In recent years, surveys suggest that the wearing of a bicycle helmet by the adult population in the UK has increased. By contrast, the figures reveal a constant for children: for the self-conscious youth, fashion may be more important than wellbeing.
There is no doubt that helmets offer the best chances for survival to the cyclist. However, a poll undertaken two years ago by the British Medical Journal tells a different story. From nearly 1,500 respondents – over half being doctors – 68% deemed bicycle helmets should not be mandatory for the UK’s adult cyclists.
On average, 40% of all bicycle hospital admissions are head-related. Helmets are alleged to reduce head injuries by 85%. These are basic statistics, and are not surprising. But here is the twist in the tale: why, when the use of helmets is increasing, are the death rates for UK cyclists increasing?
A solid starting point for this inconsistency is the huge increase of bicycles on the roads. Cycling is now more popular than ever, thanks in no small part to the success of the two-wheeled Olympians. The recently-crowned BBC Sports Personality of the Year, Bradley Wiggins, has publically stated that, whilst safety is paramount, the wearing of helmets should remain optional.
The main argument for the non-compulsory wearing of helmets is that the statistics are flawed and inaccurate. Shouldn’t motorists wear helmets if the number of deaths on the road is increasing? Why single out cyclists? Others claim that mandatory helmets may reduce the levels of exercise, and so will affect the nation’s health.

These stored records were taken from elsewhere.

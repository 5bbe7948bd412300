//! CMS 内核错误类型定义
//!
//! 本模块定义了内核中使用的所有错误类型。

use thiserror::Error;

/// CMS 内核核心错误类型
#[derive(Error, Debug)]
pub enum CmsError {
    // ==================== 路由系统错误 ====================

    /// 路由未找到
    #[error("路由未找到: {method} {path}")]
    RouteNotFound {
        method: String,
        path: String,
    },

    /// 路由模式无效（正则编译失败）
    #[error("路由模式无效: '{pattern}' - {reason}")]
    InvalidRoutePattern {
        pattern: String,
        reason: String,
    },

    /// 静态路由已存在
    #[error("路由已存在: {method} {path}")]
    RouteAlreadyExists {
        method: String,
        path: String,
    },

    /// 不支持的请求方法
    #[error("不支持的请求方法: '{0}'")]
    UnsupportedMethod(String),

    /// 处理器执行失败
    #[error("处理器执行失败: {0}")]
    HandlerFailed(String),

    // ==================== 扩展加载错误 ====================

    /// 扩展类标识未注册
    #[error("扩展未找到: '{0}'")]
    ExtensionNotFound(String),

    /// 扩展实例化或初始化失败
    #[error("扩展加载失败: '{key}' - {reason}")]
    ExtensionLoadFailed {
        key: String,
        reason: String,
    },

    /// 插件描述文件无效
    #[error("无效的插件描述: {0}")]
    InvalidDescriptor(String),

    /// 清单缓存损坏
    #[error("清单缓存损坏: {0}")]
    ManifestCorrupt(String),

    // ==================== 通知总线错误 ====================

    /// 订阅者回调失败
    #[error("订阅者 '{subscriber}' 处理 '{topic}' 失败: {reason}")]
    SubscriberFailed {
        subscriber: String,
        topic: String,
        reason: String,
    },

    // ==================== 配置错误 ====================

    /// 配置加载失败
    #[error("配置加载失败: {0}")]
    ConfigLoadFailed(String),

    /// 配置值无效
    #[error("配置值无效: '{key}' - {reason}")]
    InvalidConfigValue {
        key: String,
        reason: String,
    },

    // ==================== IO 和序列化错误 ====================

    /// IO 错误
    #[error("IO 错误: {0}")]
    Io(#[from] std::io::Error),

    /// JSON 序列化/反序列化错误
    #[error("JSON 错误: {0}")]
    Json(#[from] serde_json::Error),

    /// YAML 序列化/反序列化错误
    #[error("YAML 错误: {0}")]
    Yaml(#[from] serde_yaml::Error),

    /// 版本解析错误
    #[error("版本解析错误: {0}")]
    VersionParse(#[from] semver::Error),

    // ==================== 通用错误 ====================

    /// 内部错误
    #[error("内部错误: {0}")]
    Internal(String),

    /// 初始化失败
    #[error("初始化失败: {0}")]
    InitFailed(String),
}

/// 内核操作结果类型别名
pub type Result<T> = std::result::Result<T, CmsError>;

/// 状态码常量
pub mod status_code {
    /// 成功
    pub const OK: u16 = 200;

    /// 无内容
    pub const NO_CONTENT: u16 = 204;

    /// 请求格式错误
    pub const BAD_REQUEST: u16 = 400;

    /// 未找到
    pub const NOT_FOUND: u16 = 404;

    /// 方法不支持
    pub const METHOD_NOT_ALLOWED: u16 = 405;

    /// 冲突
    pub const CONFLICT: u16 = 409;

    /// 内部错误
    pub const INTERNAL_ERROR: u16 = 500;
}

/// 错误码常量
pub mod error_code {
    // 路由错误 (ROUTE-xxx)
    pub const ROUTE_NOT_FOUND: &str = "ROUTE-001";
    pub const ROUTE_INVALID_PATTERN: &str = "ROUTE-002";
    pub const ROUTE_CONFLICT: &str = "ROUTE-003";
    pub const ROUTE_UNSUPPORTED_METHOD: &str = "ROUTE-004";
    pub const ROUTE_HANDLER_FAILED: &str = "ROUTE-005";

    // 扩展错误 (EXTENSION-xxx)
    pub const EXTENSION_NOT_FOUND: &str = "EXTENSION-001";
    pub const EXTENSION_LOAD_FAILED: &str = "EXTENSION-002";
    pub const EXTENSION_INVALID_DESCRIPTOR: &str = "EXTENSION-003";
    pub const EXTENSION_MANIFEST_CORRUPT: &str = "EXTENSION-004";

    // 通知错误 (BUS-xxx)
    pub const BUS_SUBSCRIBER_FAILED: &str = "BUS-001";

    // 配置错误 (CONFIG-xxx)
    pub const CONFIG_LOAD_FAILED: &str = "CONFIG-001";
    pub const CONFIG_INVALID_VALUE: &str = "CONFIG-002";

    // 内部错误
    pub const INTERNAL: &str = "CORE-001";
}

impl CmsError {
    /// 获取错误码
    pub fn error_code(&self) -> &'static str {
        match self {
            CmsError::RouteNotFound { .. } => error_code::ROUTE_NOT_FOUND,
            CmsError::InvalidRoutePattern { .. } => error_code::ROUTE_INVALID_PATTERN,
            CmsError::RouteAlreadyExists { .. } => error_code::ROUTE_CONFLICT,
            CmsError::UnsupportedMethod(_) => error_code::ROUTE_UNSUPPORTED_METHOD,
            CmsError::HandlerFailed(_) => error_code::ROUTE_HANDLER_FAILED,
            CmsError::ExtensionNotFound(_) => error_code::EXTENSION_NOT_FOUND,
            CmsError::ExtensionLoadFailed { .. } => error_code::EXTENSION_LOAD_FAILED,
            CmsError::InvalidDescriptor(_) | CmsError::VersionParse(_) => {
                error_code::EXTENSION_INVALID_DESCRIPTOR
            }
            CmsError::ManifestCorrupt(_) => error_code::EXTENSION_MANIFEST_CORRUPT,
            CmsError::SubscriberFailed { .. } => error_code::BUS_SUBSCRIBER_FAILED,
            CmsError::ConfigLoadFailed(_) => error_code::CONFIG_LOAD_FAILED,
            CmsError::InvalidConfigValue { .. } => error_code::CONFIG_INVALID_VALUE,
            _ => error_code::INTERNAL,
        }
    }

    /// 获取 HTTP 状态码
    pub fn status_code(&self) -> u16 {
        match self {
            CmsError::RouteNotFound { .. } => status_code::NOT_FOUND,
            CmsError::UnsupportedMethod(_) => status_code::METHOD_NOT_ALLOWED,
            CmsError::RouteAlreadyExists { .. } => status_code::CONFLICT,
            CmsError::InvalidConfigValue { .. } => status_code::BAD_REQUEST,
            _ => status_code::INTERNAL_ERROR,
        }
    }
}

No one will argue freedom of choice is a bad thing. But when it comes to personal safety, is there a price too high? www.NoWinNoFee.com has revealed that compensation paid out by insurers will be lowered – in some cases drastically – to cyclists who make claims when involved in an accident without wearing a helmet. The insurers’ argument is that the cyclist has not made the desired effort to protect themselves, putting them at a greater risk. In a litigious society, this alone could be the reason to wear a helmet.